What you need to do:
For the string "configuration", count the lines in the records below that contain it. Answer with that number alone.

Given records:

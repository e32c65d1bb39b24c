//! TOML configuration.
//!
//! Every section has defaults, so an empty file is a valid configuration.
//! Secrets (API keys) are read from the environment by the providers and
//! never appear here.

use anyhow::{bail, Context, Result};
use docchat_core::chunk::{ChunkerConfig, DEFAULT_CHUNK_SIZE, DEFAULT_OVERLAP};
use serde::Deserialize;
use std::path::{Path, PathBuf};

#[derive(Debug, Deserialize, Clone, Default)]
pub struct Config {
    #[serde(default)]
    pub paths: PathsConfig,
    #[serde(default)]
    pub chunking: ChunkingConfig,
    #[serde(default)]
    pub scan: ScanConfig,
    #[serde(default)]
    pub embedding: EmbeddingConfig,
    #[serde(default)]
    pub generation: GenerationConfig,
}

#[derive(Debug, Deserialize, Clone)]
pub struct PathsConfig {
    /// Directory holding uploaded source documents.
    #[serde(default = "default_upload_dir")]
    pub upload_dir: PathBuf,
    /// Directory holding index versions and the latest-answer slot.
    #[serde(default = "default_index_dir")]
    pub index_dir: PathBuf,
}

impl Default for PathsConfig {
    fn default() -> Self {
        Self {
            upload_dir: default_upload_dir(),
            index_dir: default_index_dir(),
        }
    }
}

fn default_upload_dir() -> PathBuf {
    PathBuf::from("./uploads")
}
fn default_index_dir() -> PathBuf {
    PathBuf::from("./storage/index")
}

/// Splitter parameters for the next build.
///
/// The live index records the values it was built with, and citations are
/// resolved with those. A change here needs a full rebuild to take effect.
#[derive(Debug, Deserialize, Clone)]
pub struct ChunkingConfig {
    #[serde(default = "default_chunk_size")]
    pub chunk_size: usize,
    #[serde(default = "default_overlap")]
    pub overlap: usize,
}

impl Default for ChunkingConfig {
    fn default() -> Self {
        Self {
            chunk_size: DEFAULT_CHUNK_SIZE,
            overlap: DEFAULT_OVERLAP,
        }
    }
}

impl ChunkingConfig {
    pub fn chunker(&self) -> ChunkerConfig {
        ChunkerConfig {
            chunk_size: self.chunk_size,
            overlap: self.overlap,
        }
    }
}

fn default_chunk_size() -> usize {
    DEFAULT_CHUNK_SIZE
}
fn default_overlap() -> usize {
    DEFAULT_OVERLAP
}

#[derive(Debug, Deserialize, Clone, Default)]
pub struct ScanConfig {
    /// Extra glob patterns (relative to the upload dir) to skip.
    #[serde(default)]
    pub exclude_globs: Vec<String>,
    #[serde(default)]
    pub follow_symlinks: bool,
}

#[derive(Debug, Deserialize, Clone)]
pub struct EmbeddingConfig {
    /// `openai`, `azure`, `ollama`, or `local`.
    #[serde(default = "default_embedding_provider")]
    pub provider: String,
    #[serde(default)]
    pub model: Option<String>,
    #[serde(default)]
    pub dims: Option<usize>,
    #[serde(default = "default_batch_size")]
    pub batch_size: usize,
    #[serde(default = "default_max_retries")]
    pub max_retries: u32,
    #[serde(default = "default_timeout_secs")]
    pub timeout_secs: u64,
    /// Ollama base URL or Azure OpenAI endpoint.
    #[serde(default)]
    pub url: Option<String>,
    /// Azure OpenAI deployment name.
    #[serde(default)]
    pub deployment: Option<String>,
    #[serde(default = "default_api_version")]
    pub api_version: String,
}

impl Default for EmbeddingConfig {
    fn default() -> Self {
        Self {
            provider: default_embedding_provider(),
            model: None,
            dims: None,
            batch_size: default_batch_size(),
            max_retries: default_max_retries(),
            timeout_secs: default_timeout_secs(),
            url: None,
            deployment: None,
            api_version: default_api_version(),
        }
    }
}

fn default_embedding_provider() -> String {
    "openai".to_string()
}
fn default_batch_size() -> usize {
    64
}
fn default_max_retries() -> u32 {
    5
}
fn default_timeout_secs() -> u64 {
    30
}
fn default_api_version() -> String {
    "2024-10-21".to_string()
}

#[derive(Debug, Deserialize, Clone)]
pub struct GenerationConfig {
    /// `openai`, `azure`, or `ollama`.
    #[serde(default = "default_generation_provider")]
    pub provider: String,
    #[serde(default)]
    pub model: Option<String>,
    #[serde(default = "default_temperature")]
    pub temperature: f32,
    #[serde(default = "default_generation_retries")]
    pub max_retries: u32,
    #[serde(default = "default_generation_timeout")]
    pub timeout_secs: u64,
    #[serde(default)]
    pub url: Option<String>,
    #[serde(default)]
    pub deployment: Option<String>,
    #[serde(default = "default_api_version")]
    pub api_version: String,
}

impl Default for GenerationConfig {
    fn default() -> Self {
        Self {
            provider: default_generation_provider(),
            model: None,
            temperature: default_temperature(),
            max_retries: default_generation_retries(),
            timeout_secs: default_generation_timeout(),
            url: None,
            deployment: None,
            api_version: default_api_version(),
        }
    }
}

fn default_generation_provider() -> String {
    "openai".to_string()
}
fn default_temperature() -> f32 {
    0.2
}
fn default_generation_retries() -> u32 {
    3
}
fn default_generation_timeout() -> u64 {
    60
}

pub fn load_config(path: &Path) -> Result<Config> {
    let content = std::fs::read_to_string(path)
        .with_context(|| format!("Failed to read config file: {}", path.display()))?;

    let config: Config = toml::from_str(&content).with_context(|| "Failed to parse config file")?;
    validate(&config)?;
    Ok(config)
}

pub fn validate(config: &Config) -> Result<()> {
    config
        .chunking
        .chunker()
        .validate()
        .context("invalid [chunking] section")?;

    if config.embedding.batch_size == 0 {
        bail!("embedding.batch_size must be > 0");
    }
    if config.embedding.dims == Some(0) {
        bail!("embedding.dims must be > 0");
    }
    match config.embedding.provider.as_str() {
        "openai" | "azure" | "ollama" | "local" => {}
        other => bail!(
            "Unknown embedding provider: '{}'. Must be openai, azure, ollama, or local.",
            other
        ),
    }

    match config.generation.provider.as_str() {
        "openai" | "azure" | "ollama" => {}
        other => bail!(
            "Unknown generation provider: '{}'. Must be openai, azure, or ollama.",
            other
        ),
    }
    if !(0.0..=2.0).contains(&config.generation.temperature) {
        bail!("generation.temperature must be in [0.0, 2.0]");
    }

    for (section, provider, url, deployment) in [
        (
            "embedding",
            &config.embedding.provider,
            &config.embedding.url,
            &config.embedding.deployment,
        ),
        (
            "generation",
            &config.generation.provider,
            &config.generation.url,
            &config.generation.deployment,
        ),
    ] {
        if provider == "azure" && (url.is_none() || deployment.is_none()) {
            bail!(
                "{}.url and {}.deployment must be set when provider is 'azure'",
                section,
                section
            );
        }
    }

    Ok(())
}

#[cfg(test)]
mod tests {
    use super::*;

    fn parse(toml_src: &str) -> Result<Config> {
        let config: Config = toml::from_str(toml_src)?;
        validate(&config)?;
        Ok(config)
    }

    #[test]
    fn test_empty_config_uses_defaults() {
        let config = parse("").unwrap();
        assert_eq!(config.chunking.chunk_size, 1200);
        assert_eq!(config.chunking.overlap, 200);
        assert_eq!(config.paths.upload_dir, PathBuf::from("./uploads"));
        assert_eq!(config.embedding.provider, "openai");
        assert!((config.generation.temperature - 0.2).abs() < f32::EPSILON);
    }

    #[test]
    fn test_overlap_not_smaller_than_chunk_size_rejected() {
        let err = parse("[chunking]\nchunk_size = 100\noverlap = 100\n").unwrap_err();
        assert!(format!("{:#}", err).contains("overlap"));
    }

    #[test]
    fn test_unknown_provider_rejected() {
        assert!(parse("[embedding]\nprovider = \"magic\"\n").is_err());
        assert!(parse("[generation]\nprovider = \"magic\"\n").is_err());
    }

    #[test]
    fn test_azure_requires_endpoint_and_deployment() {
        assert!(parse("[generation]\nprovider = \"azure\"\n").is_err());
        let ok = parse(
            "[generation]\nprovider = \"azure\"\nurl = \"https://x.openai.azure.com\"\ndeployment = \"gpt4o\"\n",
        );
        assert!(ok.is_ok());
    }

    #[test]
    fn test_load_config_reads_file() {
        let dir = tempfile::tempdir().unwrap();
        let path = dir.path().join("docchat.toml");
        std::fs::write(&path, "[paths]\nupload_dir = \"/data/up\"\n").unwrap();
        let config = load_config(&path).unwrap();
        assert_eq!(config.paths.upload_dir, PathBuf::from("/data/up"));
        assert!(load_config(&dir.path().join("missing.toml")).is_err());
    }
}
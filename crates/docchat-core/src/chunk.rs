//! Deterministic overlapping text chunker.
//!
//! Splits extracted document text into chunks of at most `chunk_size`
//! characters, with consecutive chunks sharing roughly `overlap`
//! characters so context is not severed at a cut.
//!
//! The split is a pure function of `(text, chunk_size, overlap)`. This is
//! what lets a citation `(source_id, ordinal)` be resolved back to its text
//! at view time by replaying extraction and chunking, instead of storing
//! chunk text or offsets in the index.
//!
//! # Algorithm
//!
//! 1. Start a window at the current position; its hard end is
//!    `start + chunk_size` characters.
//! 2. If the window reaches the end of the text, emit it and stop.
//! 3. Otherwise pick the latest break inside the window, preferring in
//!    order: after a blank line, after a newline, after a sentence end,
//!    after any whitespace. Breaks closer to the start than
//!    `max(overlap + 1, chunk_size / 2)` characters are ignored. With no
//!    candidate, cut hard at the window end.
//! 4. The next window starts `overlap` characters before the cut, nudged
//!    forward to the start of a word when one is close by.
//!
//! Chunks are exact substrings of the input (nothing is trimmed), so
//! stitching the chunks back together with the overlaps removed yields the
//! original text.
//!
//! # Example
//!
//! ```rust
//! use docchat_core::chunk::split_text;
//!
//! let chunks = split_text("Hello world.\n\nSecond paragraph.", 1200, 200).unwrap();
//! assert_eq!(chunks, vec!["Hello world.\n\nSecond paragraph.".to_string()]);
//! ```

use std::ops::Range;

use serde::{Deserialize, Serialize};

use crate::error::{RagError, RagResult};
use crate::models::SourceChunk;

/// Chunk size used when indexing uploaded documents.
pub const DEFAULT_CHUNK_SIZE: usize = 1200;
/// Overlap used when indexing uploaded documents.
pub const DEFAULT_OVERLAP: usize = 200;

/// Chunking parameters. Build-time and view-time chunking must use the
/// same values or citations will point at the wrong text.
#[derive(Debug, Clone, Copy, PartialEq, Eq, Serialize, Deserialize)]
pub struct ChunkerConfig {
    /// Maximum chunk length in characters.
    pub chunk_size: usize,
    /// Approximate number of characters shared by consecutive chunks.
    pub overlap: usize,
}

impl Default for ChunkerConfig {
    fn default() -> Self {
        Self {
            chunk_size: DEFAULT_CHUNK_SIZE,
            overlap: DEFAULT_OVERLAP,
        }
    }
}

impl ChunkerConfig {
    pub fn new(chunk_size: usize, overlap: usize) -> RagResult<Self> {
        let config = Self {
            chunk_size,
            overlap,
        };
        config.validate()?;
        Ok(config)
    }

    pub fn validate(&self) -> RagResult<()> {
        if self.chunk_size == 0 {
            return Err(RagError::Config("chunk_size must be > 0".into()));
        }
        if self.overlap >= self.chunk_size {
            return Err(RagError::Config(format!(
                "overlap ({}) must be smaller than chunk_size ({})",
                self.overlap, self.chunk_size
            )));
        }
        Ok(())
    }
}

/// Split `text` into overlapping chunks.
///
/// Returns an empty vector for empty text, and a single chunk equal to the
/// whole text when it is no longer than `chunk_size` characters.
///
/// # Errors
///
/// [`RagError::Config`] if `chunk_size` is zero or `overlap >= chunk_size`.
pub fn split_text(text: &str, chunk_size: usize, overlap: usize) -> RagResult<Vec<String>> {
    let config = ChunkerConfig::new(chunk_size, overlap)?;
    Ok(split_spans(text, &config)?
        .into_iter()
        .map(|span| text[span].to_string())
        .collect())
}

/// Split a source's text into addressed chunks with ordinals `0..N`.
pub fn chunk_source(
    source_id: &str,
    text: &str,
    config: &ChunkerConfig,
) -> RagResult<Vec<SourceChunk>> {
    Ok(split_spans(text, config)?
        .into_iter()
        .enumerate()
        .map(|(ordinal, span)| SourceChunk {
            source_id: source_id.to_string(),
            ordinal,
            text: text[span].to_string(),
        })
        .collect())
}

/// Compute chunk boundaries as byte ranges into `text`.
///
/// Ranges always fall on char boundaries. The first range starts at 0, the
/// last ends at `text.len()`, and each range starts at or before the end of
/// the previous one.
pub fn split_spans(text: &str, config: &ChunkerConfig) -> RagResult<Vec<Range<usize>>> {
    config.validate()?;

    let chars: Vec<char> = text.chars().collect();
    let bounds: Vec<usize> = text
        .char_indices()
        .map(|(i, _)| i)
        .chain(std::iter::once(text.len()))
        .collect();
    let n = chars.len();

    let min_len = (config.overlap + 1).max(config.chunk_size / 2);
    let mut spans = Vec::new();
    let mut start = 0usize;

    while start < n {
        let hard_end = (start + config.chunk_size).min(n);
        let end = if hard_end == n {
            n
        } else {
            find_break(&chars, start + min_len, hard_end)
        };

        spans.push(bounds[start]..bounds[end]);
        if end == n {
            break;
        }
        start = next_start(&chars, end, config.overlap);
    }

    Ok(spans)
}

/// Latest cut position in `floor..=hard_end`, by boundary preference.
fn find_break(chars: &[char], floor: usize, hard_end: usize) -> usize {
    let after_blank_line = |p: usize| p >= 2 && chars[p - 1] == '\n' && chars[p - 2] == '\n';
    let after_newline = |p: usize| chars[p - 1] == '\n';
    let after_sentence =
        |p: usize| p >= 2 && chars[p - 1].is_whitespace() && matches!(chars[p - 2], '.' | '!' | '?');
    let after_space = |p: usize| chars[p - 1].is_whitespace();

    last_match(floor, hard_end, after_blank_line)
        .or_else(|| last_match(floor, hard_end, after_newline))
        .or_else(|| last_match(floor, hard_end, after_sentence))
        .or_else(|| last_match(floor, hard_end, after_space))
        .unwrap_or(hard_end)
}

fn last_match(floor: usize, hard_end: usize, pred: impl Fn(usize) -> bool) -> Option<usize> {
    (floor.max(1)..=hard_end).rev().find(|&p| pred(p))
}

/// Start of the chunk following a cut at `end`.
///
/// Always strictly after the previous chunk's start because every cut is
/// more than `overlap` characters past it.
fn next_start(chars: &[char], end: usize, overlap: usize) -> usize {
    if overlap == 0 {
        return end;
    }
    let candidate = end - overlap;
    let window_end = (candidate + overlap / 2 + 1).min(end);
    (candidate..window_end)
        .find(|&q| q == 0 || (chars[q - 1].is_whitespace() && !chars[q].is_whitespace()))
        .unwrap_or(candidate)
}

#[cfg(test)]
mod tests {
    use super::*;

    fn reconstruct(text: &str, spans: &[Range<usize>]) -> String {
        let mut out = String::new();
        let mut covered = 0;
        for span in spans {
            assert!(span.start <= covered, "gap before {:?}", span);
            out.push_str(&text[covered.max(span.start)..span.end]);
            covered = span.end;
        }
        out
    }

    fn sample_text() -> String {
        (0..120)
            .map(|i| {
                if i % 7 == 6 {
                    format!("Sentence number {} ends a paragraph.\n\n", i)
                } else {
                    format!("Sentence number {} talks about something. ", i)
                }
            })
            .collect()
    }

    #[test]
    fn test_empty_text() {
        assert!(split_text("", 100, 10).unwrap().is_empty());
    }

    #[test]
    fn test_short_text_single_chunk() {
        let chunks = split_text("Hello, world!", 1200, 200).unwrap();
        assert_eq!(chunks, vec!["Hello, world!".to_string()]);
    }

    #[test]
    fn test_whitespace_only_text_single_chunk() {
        let chunks = split_text("   \n  ", 1200, 200).unwrap();
        assert_eq!(chunks, vec!["   \n  ".to_string()]);
    }

    #[test]
    fn test_overlap_must_be_smaller_than_chunk_size() {
        assert!(matches!(
            split_text("abc", 100, 100),
            Err(RagError::Config(_))
        ));
        assert!(matches!(
            split_text("abc", 100, 150),
            Err(RagError::Config(_))
        ));
        assert!(matches!(split_text("abc", 0, 0), Err(RagError::Config(_))));
    }

    #[test]
    fn test_chunks_respect_max_size() {
        let text = sample_text();
        for chunk in split_text(&text, 300, 50).unwrap() {
            assert!(chunk.chars().count() <= 300, "chunk too long: {}", chunk.len());
        }
    }

    #[test]
    fn test_coverage_reconstructs_text() {
        let text = sample_text();
        let config = ChunkerConfig::new(300, 50).unwrap();
        let spans = split_spans(&text, &config).unwrap();
        assert!(spans.len() > 1);
        assert_eq!(reconstruct(&text, &spans), text);
    }

    #[test]
    fn test_coverage_without_any_whitespace() {
        let text = "x".repeat(1000);
        let config = ChunkerConfig::new(128, 32).unwrap();
        let spans = split_spans(&text, &config).unwrap();
        assert_eq!(reconstruct(&text, &spans), text);
        // Hard cuts: every chunk but the last is full size.
        for span in &spans[..spans.len() - 1] {
            assert_eq!(span.len(), 128);
        }
    }

    #[test]
    fn test_multibyte_text_is_split_on_char_boundaries() {
        let text = "Grüße aus Köln — ünïcödé ".repeat(60);
        let config = ChunkerConfig::new(100, 20).unwrap();
        let spans = split_spans(&text, &config).unwrap();
        assert_eq!(reconstruct(&text, &spans), text);
        for span in &spans {
            assert!(text.is_char_boundary(span.start));
            assert!(text.is_char_boundary(span.end));
            assert!(text[span.clone()].chars().count() <= 100);
        }
    }

    #[test]
    fn test_consecutive_chunks_overlap() {
        let text = sample_text();
        let config = ChunkerConfig::new(300, 60).unwrap();
        let spans = split_spans(&text, &config).unwrap();
        for pair in spans.windows(2) {
            let shared = text[pair[1].start..pair[0].end].chars().count();
            assert!(shared > 0 && shared <= 60, "overlap was {}", shared);
        }
    }

    #[test]
    fn test_zero_overlap_produces_disjoint_chunks() {
        let text = sample_text();
        let config = ChunkerConfig::new(250, 0).unwrap();
        let spans = split_spans(&text, &config).unwrap();
        for pair in spans.windows(2) {
            assert_eq!(pair[0].end, pair[1].start);
        }
        assert_eq!(reconstruct(&text, &spans), text);
    }

    #[test]
    fn test_prefers_paragraph_boundaries() {
        let para = "word ".repeat(30); // 150 chars
        let text = format!("{}\n\n{}\n\n{}", para, para, para);
        let chunks = split_text(&text, 200, 20).unwrap();
        assert!(chunks[0].ends_with("\n\n"), "first chunk: {:?}", chunks[0]);
    }

    #[test]
    fn test_deterministic() {
        let text = sample_text();
        let c1 = split_text(&text, 400, 80).unwrap();
        let c2 = split_text(&text, 400, 80).unwrap();
        assert_eq!(c1, c2);
    }

    #[test]
    fn test_chunk_source_assigns_contiguous_ordinals() {
        let text = sample_text();
        let chunks = chunk_source("notes.txt", &text, &ChunkerConfig::new(200, 40).unwrap()).unwrap();
        for (i, c) in chunks.iter().enumerate() {
            assert_eq!(c.ordinal, i);
            assert_eq!(c.source_id, "notes.txt");
        }
    }
}
//! # DocChat
//!
//! Question answering over a directory of office documents, with
//! citations that point back into the source files.
//!
//! DocChat scans an upload directory (`.docx`, `.xlsx`, `.csv`, `.txt`),
//! splits each file into overlapping chunks, embeds them, and publishes a
//! versioned vector index. A question retrieves the nearest chunks, which
//! are handed to a text generator as the only permitted context. Each
//! citation is a `(source_id, ordinal)` address; its text is re-derived
//! from the source on demand, and the source can be rendered as HTML with
//! the cited chunk highlighted.
//!
//! ## Architecture
//!
//! ```text
//! ┌──────────────┐   ┌──────────────┐   ┌────────────────┐
//! │ Upload dir   │──▶│ Extract +    │──▶│ Embed + publish│
//! │ docx/xlsx/.. │   │ chunk        │   │ index version  │
//! └──────────────┘   └──────────────┘   └───────┬────────┘
//!                                               │
//!              ┌────────────────────────────────┤
//!              ▼                                ▼
//!        ┌──────────┐                    ┌─────────────┐
//!        │ ask      │                    │ locate/view │
//!        │ top-k+LLM│                    │ highlight   │
//!        └──────────┘                    └─────────────┘
//! ```
//!
//! ## Modules
//!
//! | Module | Purpose |
//! |--------|---------|
//! | [`config`] | TOML configuration parsing |
//! | [`extract`] | Text extraction from docx, xlsx, csv, txt |
//! | [`document_store`] | Upload directory scan and chunking |
//! | [`index_store`] | Versioned on-disk index, atomic swap |
//! | [`embedding`] | Embedding providers |
//! | [`generation`] | Text generation providers |
//! | [`locator`] | Chunk text recovery from `(source_id, ordinal)` |
//! | [`answer`] | Question answering and the latest-answer slot |
//! | [`render`] | HTML rendering of sources |
//! | [`export`] | Latest answer as `summary.docx` |
//! | [`pipeline`] | End-to-end operations used by the CLI |
//!
//! Pure logic (chunking, vector index, retrieval, prompt, highlighting)
//! lives in the `docchat-core` crate.

pub mod answer;
pub mod config;
pub mod document_store;
pub mod embedding;
pub mod export;
pub mod extract;
pub mod generation;
mod http;
pub mod index_store;
pub mod locator;
pub mod pipeline;
pub mod render;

Response area:
3